El amor del Obispo por Cristo no se realizaba solo de palabra, sino que resplandecía en su vida vivida día a día, a través de las pruebas, el sufrimiento vivido en el silencio y en el abandono a Dios. La fuerza, la energía, el carisma que lo distinguía hacía palpable todo eso. El ímpetu de su corazón surgía de su persona y de sus palabras, era tangible su unión con Dios Hijo. En el sufrimiento, en la inmolación, en el desaliento él no podía y nunca era capaz de echarse atrás, como si un impulso invisible lo agarrase y le obligase a seguir adelante, siempre adelante, y del que él no podía escaparse: era el amor de Dios por él, era su amor por Cristo que era más fuerte que todo su ser, era la adoración eucarística que se le volvía necesaria como su propia respiración, aquel “fuego ardiente encerrado en sus huesos”.
Ama et obsequere (ama y obedece)
También este canto retoma un salmo muy querido por el Obispo: el salmo 138. En estas palabras él percibe hasta lo más profundo de su ser la unión íntima con Dios, su creador y su necesidad de obedecer siempre al Padre celestial, el único que “lo escruta y conoce”. ¿Cómo negarle su dedicación, su fidelidad? El amor y la obediencia era un binomio inseparable para el Obispo ordenado por Dios, que mostraba en la vida de cada día. Por esto, parafraseando la regla de san Benito, que se resumía en dos palabras: ora et labora, podemos decir que la vida del Obispo se fundó en dos principios fundamentales: ama y obedece. Su vida estaba llena de amor hacia Cristo, hacia Su Palabra puesta en práctica, concretamente, hacia la Eucaristía, centro de todo, hacia la Virgen, educadora y consoladora, hacia Dios hacia quien todo debe tender.
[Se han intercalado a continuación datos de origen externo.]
//! Telemetry initialization: structured console logging via tracing.
//!
//! Verbosity is controlled by `RUST_LOG` (default `info`), e.g.
//! `RUST_LOG=apunto=debug,info`.

use tracing::info;
use tracing_subscriber::layer::SubscriberExt;
use tracing_subscriber::util::SubscriberInitExt;
use tracing_subscriber::EnvFilter;

pub fn init_telemetry() -> anyhow::Result<()> {
    let env_filter = EnvFilter::try_from_default_env().unwrap_or_else(|_| EnvFilter::new("info"));

    tracing_subscriber::registry()
        .with(env_filter)
        .with(tracing_subscriber::fmt::layer())
        .try_init()?;

    info!("Telemetry initialized");
    Ok(())
}
//! Repository implementations for database access.

pub mod history;

pub use history::History;
//! Defensive shaping of model completions.
//!
//! Models do not always honor the "JSON only" instruction. The shaping here
//! never fails: markdown fences are stripped, the outermost brace pair is
//! located, missing fields are backfilled with defaults, and a completion that
//! cannot be parsed at all degrades to a summary-only result built from the
//! raw text.

use super::{AnalysisResult, DetectedEntity, DetectedInfo};
use serde_json::Value;

pub const DEFAULT_LABEL: &str = "Documento General";
pub const DEFAULT_SUMMARY: &str = "No se pudo generar resumen";
pub const DEFAULT_UNDERSTANDING: &str = "Análisis del documento completado";
pub const DEGRADED_UNDERSTANDING: &str =
    "Se procesó el documento pero no se pudo extraer información estructurada. El resumen contiene la información disponible.";

/// Truncation length for the degraded summary.
const DEGRADED_SUMMARY_CHARS: usize = 500;

/// Shape a raw completion into a structurally complete [`AnalysisResult`].
pub fn shape_completion(completion: &str) -> AnalysisResult {
    match extract_json(completion).and_then(|json| serde_json::from_str::<Value>(&json).ok()) {
        Some(value) => shaped_from_value(&value),
        None => degraded(completion),
    }
}

/// Strip markdown fences and cut the completion down to its outermost brace
/// pair. Returns `None` when no braces are present.
fn extract_json(completion: &str) -> Option<String> {
    let cleaned = completion.trim().replace("```json", "").replace("```", "");
    let start = cleaned.find('{')?;
    let end = cleaned.rfind('}')?;
    if end < start {
        return None;
    }
    Some(cleaned[start..=end].to_string())
}

fn shaped_from_value(value: &Value) -> AnalysisResult {
    let label = non_empty_string(value.get("label")).unwrap_or_else(|| DEFAULT_LABEL.to_string());
    let detected = value.get("detectedInfo");

    // Entities with an unknown confidence value or a missing field are dropped
    // one by one rather than failing the whole list.
    let entities = detected
        .and_then(|d| d.get("entities"))
        .and_then(Value::as_array)
        .map(|items| {
            items
                .iter()
                .filter_map(|item| serde_json::from_value::<DetectedEntity>(item.clone()).ok())
                .collect()
        })
        .unwrap_or_default();

    let key_points = detected
        .and_then(|d| d.get("keyPoints"))
        .and_then(Value::as_array)
        .map(|items| items.iter().filter_map(Value::as_str).map(str::to_string).collect())
        .unwrap_or_default();

    let document_type = detected
        .and_then(|d| non_empty_string(d.get("documentType")))
        .unwrap_or_else(|| label.clone());

    let understanding = detected
        .and_then(|d| non_empty_string(d.get("understanding")))
        .unwrap_or_else(|| DEFAULT_UNDERSTANDING.to_string());

    let tags: Vec<String> = value
        .get("tags")
        .and_then(Value::as_array)
        .map(|items| items.iter().filter_map(Value::as_str).map(str::to_string).collect())
        .unwrap_or_default();
    let tags = if tags.is_empty() { vec![label.clone()] } else { tags };

    AnalysisResult {
        summary: non_empty_string(value.get("summary")).unwrap_or_else(|| DEFAULT_SUMMARY.to_string()),
        label,
        detected_info: DetectedInfo {
            entities,
            key_points,
            document_type,
            understanding,
        },
        tags,
    }
}

/// Fallback when the completion holds no parseable JSON: the raw text,
/// truncated, becomes the summary.
fn degraded(completion: &str) -> AnalysisResult {
    AnalysisResult {
        summary: completion.chars().take(DEGRADED_SUMMARY_CHARS).collect(),
        label: DEFAULT_LABEL.to_string(),
        detected_info: DetectedInfo {
            entities: Vec::new(),
            key_points: Vec::new(),
            document_type: DEFAULT_LABEL.to_string(),
            understanding: DEGRADED_UNDERSTANDING.to_string(),
        },
        tags: vec![DEFAULT_LABEL.to_string()],
    }
}

fn non_empty_string(value: Option<&Value>) -> Option<String> {
    value
        .and_then(Value::as_str)
        .map(str::trim)
        .filter(|s| !s.is_empty())
        .map(str::to_string)
}
//! OCR extraction with configuration-selected backends.
//!
//! Three interchangeable backends sit behind the [`TextExtraction`] trait:
//!
//! 1. Azure Document Intelligence (async submit-then-poll job model)
//! 2. Google Vision document text detection (synchronous)
//! 3. A local Tesseract engine (feature `local-ocr`, no network)
//!
//! Selection happens once at startup from configuration, in that precedence
//! order. Exactly one backend produces the extraction for a request; results
//! are never merged across backends.

pub mod azure;
#[cfg(feature = "local-ocr")]
pub mod local;
pub mod vision;

use crate::config::OcrSettings;
use crate::image::DecodedImage;
use async_trait::async_trait;
use std::sync::Arc;
use thiserror::Error;

/// Language hints passed to cloud backends and the local engine.
pub const LANGUAGE_HINTS: [&str; 2] = ["es", "en"];

#[derive(Error, Debug)]
pub enum OcrError {
    #[error("no hay un backend de OCR configurado")]
    Unavailable,

    #[error("{message}")]
    Provider { message: String },

    #[error("el sondeo de OCR superó {attempts} intentos")]
    Timeout { attempts: u32 },

    #[error(transparent)]
    Transport(#[from] reqwest::Error),
}

/// Outcome of one extraction: recognized text, or the no-text sentinel.
///
/// The sentinel is distinct from an error: the backend worked but found no
/// legible text. Callers treat it as a request-level validation failure.
#[derive(Debug, Clone, PartialEq, Eq)]
pub enum Extraction {
    Text(String),
    NoText,
}

impl Extraction {
    /// Normalize raw recognizer output: trim surrounding whitespace and map an
    /// empty result to the sentinel.
    pub fn from_raw(raw: &str) -> Self {
        let trimmed = raw.trim();
        if trimmed.is_empty() {
            Extraction::NoText
        } else {
            Extraction::Text(trimmed.to_string())
        }
    }

    pub fn text(&self) -> Option<&str> {
        match self {
            Extraction::Text(text) => Some(text),
            Extraction::NoText => None,
        }
    }
}

/// Capability interface implemented by every OCR backend.
#[async_trait]
pub trait TextExtraction: Send + Sync {
    async fn extract(&self, image: &DecodedImage) -> Result<Extraction, OcrError>;

    /// Stable identifier used for logging and selection tests.
    fn backend_name(&self) -> &'static str;
}

/// Placeholder backend used when nothing is configured. Every call fails with
/// [`OcrError::Unavailable`]; startup still succeeds so the rest of the API
/// (history, health) keeps working.
pub struct Disabled;

#[async_trait]
impl TextExtraction for Disabled {
    async fn extract(&self, _image: &DecodedImage) -> Result<Extraction, OcrError> {
        Err(OcrError::Unavailable)
    }

    fn backend_name(&self) -> &'static str {
        "disabled"
    }
}

/// Pick the OCR backend from configuration.
///
/// Precedence: Document Intelligence endpoint/key pair, then the Vision API
/// when explicitly enabled with a key, then the local engine when compiled in.
pub fn select_backend(settings: &OcrSettings) -> Arc<dyn TextExtraction> {
    if let Some(azure) = &settings.azure {
        return Arc::new(azure::DocumentIntelligence::new(
            azure.clone(),
            settings.poll_interval,
            settings.max_poll_attempts,
        ));
    }

    if settings.use_vision {
        if let Some(key) = &settings.vision_api_key {
            return Arc::new(vision::VisionOcr::new(key.clone()));
        }
    }

    #[cfg(feature = "local-ocr")]
    {
        return Arc::new(local::LocalOcr::default());
    }

    #[cfg(not(feature = "local-ocr"))]
    {
        Arc::new(Disabled)
    }
}

#[cfg(test)]
mod tests {
    use super::*;
    use crate::config::{AzureDocumentSettings, OcrSettings};

    fn azure_settings() -> AzureDocumentSettings {
        AzureDocumentSettings {
            endpoint: "https://example.cognitiveservices.azure.com".parse().unwrap(),
            key: "secret".to_string(),
        }
    }

    #[test]
    fn extraction_trims_and_maps_empty_to_sentinel() {
        assert_eq!(Extraction::from_raw("  Hola mundo \n"), Extraction::Text("Hola mundo".into()));
        assert_eq!(Extraction::from_raw("   \n\t "), Extraction::NoText);
        assert_eq!(Extraction::NoText.text(), None);
    }

    #[test]
    fn document_intelligence_wins_over_vision() {
        let settings = OcrSettings {
            azure: Some(azure_settings()),
            use_vision: true,
            vision_api_key: Some("vision-key".to_string()),
            ..OcrSettings::default()
        };
        assert_eq!(select_backend(&settings).backend_name(), "azure-document-intelligence");
    }

    #[test]
    fn vision_requires_both_flag_and_key() {
        let settings = OcrSettings {
            use_vision: true,
            vision_api_key: Some("vision-key".to_string()),
            ..OcrSettings::default()
        };
        assert_eq!(select_backend(&settings).backend_name(), "google-vision");

        // Flag without key falls through to the local/disabled backend.
        let settings = OcrSettings {
            use_vision: true,
            ..OcrSettings::default()
        };
        assert_ne!(select_backend(&settings).backend_name(), "google-vision");
    }

    #[cfg(not(feature = "local-ocr"))]
    #[test]
    fn unconfigured_selection_is_disabled() {
        let settings = OcrSettings::default();
        assert_eq!(select_backend(&settings).backend_name(), "disabled");
    }

    #[cfg(feature = "local-ocr")]
    #[test]
    fn unconfigured_selection_falls_back_to_local() {
        let settings = OcrSettings::default();
        assert_eq!(select_backend(&settings).backend_name(), "tesseract-local");
    }

    #[tokio::test]
    async fn disabled_backend_reports_unavailable() {
        let image = crate::image::DecodedImage {
            kind: crate::image::ImageKind::Png,
            bytes: bytes::Bytes::from_static(b"png"),
        };
        let err = Disabled.extract(&image).await.unwrap_err();
        assert!(matches!(err, OcrError::Unavailable));
    }
}
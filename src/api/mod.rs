//! HTTP API surface.
//!
//! - [`handlers`]: axum request handlers
//! - [`models`]: request/response wire types (camelCase JSON)

pub mod handlers;
pub mod models;

use utoipa::OpenApi;

#[derive(OpenApi)]
#[openapi(
    info(
        title = "Apunto Backend API",
        description = "Document image analysis: OCR extraction, LLM analysis, and history."
    ),
    paths(
        handlers::analyze::analyze_document,
        handlers::history::list_history,
        handlers::history::get_history_item,
        handlers::history::delete_history_item,
    ),
    components(schemas(
        models::analyze::AnalyzeRequest,
        models::analyze::AnalyzeResponse,
        models::history::HistoryItemResponse,
        models::history::HistoryListResponse,
        models::history::DeleteResponse,
        models::pagination::PageInfo,
        crate::analysis::AnalysisResult,
        crate::analysis::DetectedInfo,
        crate::analysis::DetectedEntity,
        crate::analysis::Confidence,
    ))
)]
pub struct ApiDoc;
//! Local Tesseract engine, compiled in behind the `local-ocr` feature.
//!
//! Recognition runs on the blocking thread pool. The Tesseract session is
//! created inside the closure and dropped before it returns, so no session
//! outlives a request on either the success or the error path.

use super::{Extraction, OcrError, TextExtraction, LANGUAGE_HINTS};
use crate::image::DecodedImage;
use async_trait::async_trait;
use leptess::LepTess;
use tracing::instrument;

pub struct LocalOcr {
    languages: String,
}

impl Default for LocalOcr {
    fn default() -> Self {
        Self {
            languages: LANGUAGE_HINTS
                .iter()
                .map(|hint| match *hint {
                    "es" => "spa",
                    "en" => "eng",
                    other => other,
                })
                .collect::<Vec<_>>()
                .join("+"),
        }
    }
}

#[async_trait]
impl TextExtraction for LocalOcr {
    #[instrument(skip_all, fields(bytes = image.len()))]
    async fn extract(&self, image: &DecodedImage) -> Result<Extraction, OcrError> {
        let languages = self.languages.clone();
        let bytes = image.bytes.clone();

        let text = tokio::task::spawn_blocking(move || {
            let mut session = LepTess::new(None, &languages).map_err(|e| OcrError::Provider {
                message: format!("no se pudo iniciar Tesseract ({languages}): {e}"),
            })?;
            session.set_image_from_mem(&bytes).map_err(|e| OcrError::Provider {
                message: format!("Tesseract no pudo leer la imagen: {e}"),
            })?;
            session.get_utf8_text().map_err(|e| OcrError::Provider {
                message: format!("Tesseract no pudo extraer texto: {e}"),
            })
        })
        .await
        .map_err(|_| OcrError::Provider {
            message: "la tarea de OCR local terminó inesperadamente".to_string(),
        })??;

        Ok(Extraction::from_raw(&text))
    }

    fn backend_name(&self) -> &'static str {
        "tesseract-local"
    }
}
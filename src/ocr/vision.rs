//! Google Vision document text detection backend.
//!
//! Unlike Document Intelligence this is a single synchronous call: one
//! `images:annotate` request with the base64 payload, one response with the
//! full-document annotation at `textAnnotations[0]`.

use super::{Extraction, OcrError, TextExtraction, LANGUAGE_HINTS};
use crate::image::DecodedImage;
use async_trait::async_trait;
use base64::{engine::general_purpose::STANDARD, Engine};
use serde::Deserialize;
use serde_json::json;
use tracing::instrument;
use url::Url;

const DEFAULT_BASE_URL: &str = "https://vision.googleapis.com";

pub struct VisionOcr {
    http: reqwest::Client,
    api_key: String,
    base_url: Url,
}

#[derive(Debug, Deserialize)]
struct AnnotateBody {
    #[serde(default)]
    responses: Vec<AnnotateResponse>,
}

#[derive(Debug, Deserialize)]
#[serde(rename_all = "camelCase")]
struct AnnotateResponse {
    #[serde(default)]
    text_annotations: Vec<TextAnnotation>,
    error: Option<AnnotateError>,
}

#[derive(Debug, Deserialize)]
struct TextAnnotation {
    description: String,
}

#[derive(Debug, Deserialize)]
struct AnnotateError {
    message: Option<String>,
}

impl VisionOcr {
    pub fn new(api_key: String) -> Self {
        Self::with_base_url(api_key, DEFAULT_BASE_URL.parse().expect("static url"))
    }

    pub fn with_base_url(api_key: String, base_url: Url) -> Self {
        Self {
            http: reqwest::Client::new(),
            api_key,
            base_url,
        }
    }
}

#[async_trait]
impl TextExtraction for VisionOcr {
    #[instrument(skip_all, fields(bytes = image.len()))]
    async fn extract(&self, image: &DecodedImage) -> Result<Extraction, OcrError> {
        let url = format!(
            "{}/v1/images:annotate?key={}",
            self.base_url.as_str().trim_end_matches('/'),
            self.api_key
        );
        let body = json!({
            "requests": [{
                "image": { "content": STANDARD.encode(&image.bytes) },
                "features": [{ "type": "DOCUMENT_TEXT_DETECTION" }],
                "imageContext": { "languageHints": LANGUAGE_HINTS },
            }]
        });

        let response = self.http.post(url).json(&body).send().await?;
        if !response.status().is_success() {
            return Err(OcrError::Provider {
                message: format!("error de Google Vision: {}", response.status()),
            });
        }

        let body: AnnotateBody = response.json().await?;
        let annotate = body.responses.into_iter().next().ok_or_else(|| OcrError::Provider {
            message: "respuesta vacía de Google Vision".to_string(),
        })?;

        if let Some(error) = annotate.error {
            return Err(OcrError::Provider {
                message: error.message.unwrap_or_else(|| "error de Google Vision".to_string()),
            });
        }

        // The first annotation is the whole-document text; the rest are
        // per-word boxes we don't need.
        match annotate.text_annotations.first() {
            Some(annotation) => Ok(Extraction::from_raw(&annotation.description)),
            None => Ok(Extraction::NoText),
        }
    }

    fn backend_name(&self) -> &'static str {
        "google-vision"
    }
}
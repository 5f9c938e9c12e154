use apunto::{config::Args, Application, Config};
use clap::Parser;
use tracing::info;

#[tokio::main]
async fn main() -> anyhow::Result<()> {
    let args = Args::parse();
    let config = Config::load(&args)?;

    if args.validate {
        println!("Configuration is valid");
        return Ok(());
    }

    apunto::telemetry::init_telemetry()?;

    let app = Application::new(config).await?;
    app.serve(shutdown_signal()).await?;

    Ok(())
}

/// Resolve on Ctrl+C or SIGTERM.
async fn shutdown_signal() {
    let ctrl_c = async {
        tokio::signal::ctrl_c().await.expect("failed to install Ctrl+C handler");
    };

    #[cfg(unix)]
    let terminate = async {
        tokio::signal::unix::signal(tokio::signal::unix::SignalKind::terminate())
            .expect("failed to install SIGTERM handler")
            .recv()
            .await;
    };

    #[cfg(not(unix))]
    let terminate = std::future::pending::<()>();

    tokio::select! {
        _ = ctrl_c => {},
        _ = terminate => {},
    }

    info!("Shutdown signal received, stopping server...");
}
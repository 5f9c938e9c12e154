//! Wire types for the analyze endpoint.

use crate::analysis::{AnalysisResult, DetectedInfo};
use serde::{Deserialize, Serialize};
use utoipa::ToSchema;

/// Body of `POST /api/analyze`.
///
/// Both fields are validated by the handler rather than by serde, so a missing
/// field produces a 400 with a Spanish message instead of a bare 422.
#[derive(Debug, Clone, Deserialize, ToSchema)]
pub struct AnalyzeRequest {
    /// Document image as a `data:image/...;base64,...` URI.
    pub image: Option<String>,
    /// The user's free-form context for the document.
    pub description: Option<String>,
}

#[derive(Debug, Clone, Serialize, Deserialize, ToSchema)]
#[serde(rename_all = "camelCase")]
pub struct AnalyzeResponse {
    pub extracted_text: String,
    pub summary: String,
    pub label: String,
    pub detected_info: DetectedInfo,
    pub tags: Vec<String>,
}

impl AnalyzeResponse {
    pub fn new(extracted_text: String, analysis: AnalysisResult) -> Self {
        Self {
            extracted_text,
            summary: analysis.summary,
            label: analysis.label,
            detected_info: analysis.detected_info,
            tags: analysis.tags,
        }
    }
}

#[cfg(test)]
mod tests {
    use super::*;
    use crate::analysis::DetectedEntity;

    #[test]
    fn response_serializes_camel_case() {
        let response = AnalyzeResponse::new(
            "Hola".to_string(),
            AnalysisResult {
                summary: "Una nota".to_string(),
                label: "Nota".to_string(),
                detected_info: DetectedInfo {
                    entities: Vec::<DetectedEntity>::new(),
                    key_points: vec!["punto".to_string()],
                    document_type: "Nota personal".to_string(),
                    understanding: "Comprendido".to_string(),
                },
                tags: vec!["Nota".to_string()],
            },
        );

        let json = serde_json::to_value(&response).unwrap();
        assert_eq!(json["extractedText"], "Hola");
        assert_eq!(json["detectedInfo"]["keyPoints"][0], "punto");
        assert_eq!(json["detectedInfo"]["documentType"], "Nota personal");
    }
}
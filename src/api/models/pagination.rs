//! Pagination query parameters and the page envelope.

use serde::{Deserialize, Serialize};
use utoipa::{IntoParams, ToSchema};

pub const DEFAULT_LIMIT: i64 = 50;
pub const MAX_LIMIT: i64 = 100;

/// Query parameters accepted by the history list endpoint.
#[derive(Debug, Clone, Default, Deserialize, IntoParams)]
pub struct HistoryQuery {
    /// Page size, defaults to 50, clamped to 1..=100.
    pub limit: Option<i64>,
    /// Rows to skip, defaults to 0. Negative values are treated as 0.
    pub offset: Option<i64>,
}

impl HistoryQuery {
    pub fn limit(&self) -> i64 {
        self.limit.unwrap_or(DEFAULT_LIMIT).clamp(1, MAX_LIMIT)
    }

    pub fn offset(&self) -> i64 {
        self.offset.unwrap_or(0).max(0)
    }
}

/// Page metadata returned alongside the rows.
#[derive(Debug, Clone, PartialEq, Eq, Serialize, Deserialize, ToSchema)]
#[serde(rename_all = "camelCase")]
pub struct PageInfo {
    pub total: i64,
    pub limit: i64,
    pub offset: i64,
    pub has_more: bool,
}

impl PageInfo {
    pub fn new(total: i64, limit: i64, offset: i64) -> Self {
        Self {
            total,
            limit,
            offset,
            has_more: offset + limit < total,
        }
    }
}
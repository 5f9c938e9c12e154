//! Azure OpenAI chat transport (deployment-scoped chat completions).

use super::{ChatTransport, LlmError};
use crate::config::AzureOpenAiSettings;
use async_trait::async_trait;
use serde::Deserialize;
use serde_json::json;
use tracing::instrument;

const MAX_TOKENS: u32 = 1500;
const TEMPERATURE: f32 = 0.7;

pub struct AzureOpenAi {
    http: reqwest::Client,
    settings: AzureOpenAiSettings,
}

#[derive(Debug, Deserialize)]
struct ChatResponse {
    #[serde(default)]
    choices: Vec<Choice>,
}

#[derive(Debug, Deserialize)]
struct Choice {
    message: Message,
}

#[derive(Debug, Deserialize)]
struct Message {
    #[serde(default)]
    content: String,
}

#[derive(Debug, Deserialize)]
struct ErrorBody {
    error: Option<ErrorDetail>,
}

#[derive(Debug, Deserialize)]
struct ErrorDetail {
    message: Option<String>,
}

impl AzureOpenAi {
    pub fn new(settings: AzureOpenAiSettings) -> Self {
        Self {
            http: reqwest::Client::new(),
            settings,
        }
    }

    fn completions_url(&self) -> String {
        format!(
            "{}/openai/deployments/{}/chat/completions?api-version={}",
            self.settings.endpoint.as_str().trim_end_matches('/'),
            self.settings.deployment,
            self.settings.api_version,
        )
    }
}

#[async_trait]
impl ChatTransport for AzureOpenAi {
    #[instrument(skip_all)]
    async fn complete(&self, system: &str, user: &str) -> Result<String, LlmError> {
        let body = json!({
            "messages": [
                { "role": "system", "content": system },
                { "role": "user", "content": user },
            ],
            "max_tokens": MAX_TOKENS,
            "temperature": TEMPERATURE,
        });

        let response = self
            .http
            .post(self.completions_url())
            .header("api-key", &self.settings.key)
            .json(&body)
            .send()
            .await?;

        if !response.status().is_success() {
            let status = response.status();
            let message = response
                .json::<ErrorBody>()
                .await
                .ok()
                .and_then(|body| body.error.and_then(|e| e.message))
                .unwrap_or_else(|| format!("Error de Azure OpenAI: {status}"));
            return Err(LlmError::Provider { message });
        }

        let chat: ChatResponse = response.json().await?;
        let content = chat
            .choices
            .into_iter()
            .next()
            .map(|choice| choice.message.content)
            .unwrap_or_default();

        if content.trim().is_empty() {
            return Err(LlmError::Provider {
                message: "No se recibió respuesta de Azure OpenAI".to_string(),
            });
        }

        Ok(content)
    }

    fn provider_name(&self) -> &'static str {
        "azure-openai"
    }
}
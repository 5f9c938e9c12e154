//! LLM document analysis.
//!
//! The analysis stage takes the OCR extraction plus the user's description and
//! asks a chat model for a structured Spanish-language analysis. Two provider
//! transports are supported (Azure OpenAI and Gemini) behind [`ChatTransport`];
//! the surrounding prompt construction and response shaping in [`Analyzer`] is
//! shared between them.

pub mod azure_openai;
pub mod gemini;
pub mod parse;
pub mod prompt;

use crate::config::LlmSettings;
use async_trait::async_trait;
use serde::{Deserialize, Serialize};
use std::sync::Arc;
use thiserror::Error;
use tracing::instrument;
use utoipa::ToSchema;

#[derive(Error, Debug)]
pub enum LlmError {
    #[error("no hay un proveedor de análisis configurado")]
    Unavailable,

    #[error("{message}")]
    Provider { message: String },

    #[error(transparent)]
    Transport(#[from] reqwest::Error),
}

/// Confidence levels the model may attach to a detected entity.
#[derive(Debug, Clone, Copy, PartialEq, Eq, Serialize, Deserialize, ToSchema)]
#[serde(rename_all = "lowercase")]
pub enum Confidence {
    Alta,
    Media,
    Baja,
}

/// One piece of structured information the model found in the document, such
/// as a date, an amount, a name, or an equation.
#[derive(Debug, Clone, PartialEq, Serialize, Deserialize, ToSchema)]
pub struct DetectedEntity {
    #[serde(rename = "type")]
    pub kind: String,
    pub value: String,
    pub confidence: Confidence,
}

#[derive(Debug, Clone, PartialEq, Serialize, Deserialize, ToSchema)]
#[serde(rename_all = "camelCase")]
pub struct DetectedInfo {
    pub entities: Vec<DetectedEntity>,
    pub key_points: Vec<String>,
    pub document_type: String,
    pub understanding: String,
}

/// Shaped analysis output. Always structurally complete: missing or
/// unparseable model output is backfilled with defaults in [`parse`].
#[derive(Debug, Clone, PartialEq, Serialize, Deserialize, ToSchema)]
#[serde(rename_all = "camelCase")]
pub struct AnalysisResult {
    pub summary: String,
    pub label: String,
    pub detected_info: DetectedInfo,
    pub tags: Vec<String>,
}

/// Raw chat access to one LLM provider. Implementations only move text; all
/// prompt and response handling lives in [`Analyzer`].
#[async_trait]
pub trait ChatTransport: Send + Sync {
    async fn complete(&self, system: &str, user: &str) -> Result<String, LlmError>;

    fn provider_name(&self) -> &'static str;
}

/// The analysis capability the API handlers depend on.
#[async_trait]
pub trait DocumentAnalysis: Send + Sync {
    async fn analyze(&self, extracted_text: &str, description: &str) -> Result<AnalysisResult, LlmError>;
}

/// Prompt construction and response shaping around a [`ChatTransport`].
pub struct Analyzer {
    transport: Arc<dyn ChatTransport>,
}

impl Analyzer {
    pub fn new(transport: Arc<dyn ChatTransport>) -> Self {
        Self { transport }
    }
}

#[async_trait]
impl DocumentAnalysis for Analyzer {
    #[instrument(skip_all, fields(provider = self.transport.provider_name()))]
    async fn analyze(&self, extracted_text: &str, description: &str) -> Result<AnalysisResult, LlmError> {
        let user = prompt::user_prompt(description, extracted_text);
        let completion = self.transport.complete(prompt::SYSTEM_PROMPT, &user).await?;
        Ok(parse::shape_completion(&completion))
    }
}

/// Placeholder when no provider is configured. Startup still succeeds; analyze
/// requests fail with [`LlmError::Unavailable`].
pub struct Unconfigured;

#[async_trait]
impl DocumentAnalysis for Unconfigured {
    async fn analyze(&self, _extracted_text: &str, _description: &str) -> Result<AnalysisResult, LlmError> {
        Err(LlmError::Unavailable)
    }
}

/// Pick the analysis provider from configuration, Azure OpenAI first.
pub fn select_analyzer(settings: &LlmSettings) -> Arc<dyn DocumentAnalysis> {
    if let Some(azure) = &settings.azure {
        let transport = Arc::new(azure_openai::AzureOpenAi::new(azure.clone()));
        return Arc::new(Analyzer::new(transport));
    }

    if let Some(gemini) = &settings.gemini {
        let transport = Arc::new(gemini::Gemini::new(gemini.clone()));
        return Arc::new(Analyzer::new(transport));
    }

    Arc::new(Unconfigured)
}
//! Database record structures matching table schemas.

pub mod history;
Nuestro padre espiritual ha obedecido siempre a Dios, incluso cuando eso comportaba ponerse en situaciones incómodas y difíciles, incluso cuando esto le ha puesto en una posición de insufrible crítica por parte de los demás eclesiásticos. Cuando ha tenido que elegir, ha puesto siempre a Dios en primer lugar porque quien ama a Dios no puede eximirse de obedecerle, aunque esto comporte el sacrificio extremo de ser condenado injustamente por la autoridad eclesiástica. El que ama a Dios siente y aconseja la obediencia a Él como una elección, pero también como una indispensable consecuencia de este amor. Eh ahí, éste era el Obispo: ¡ama y obedece a Dios!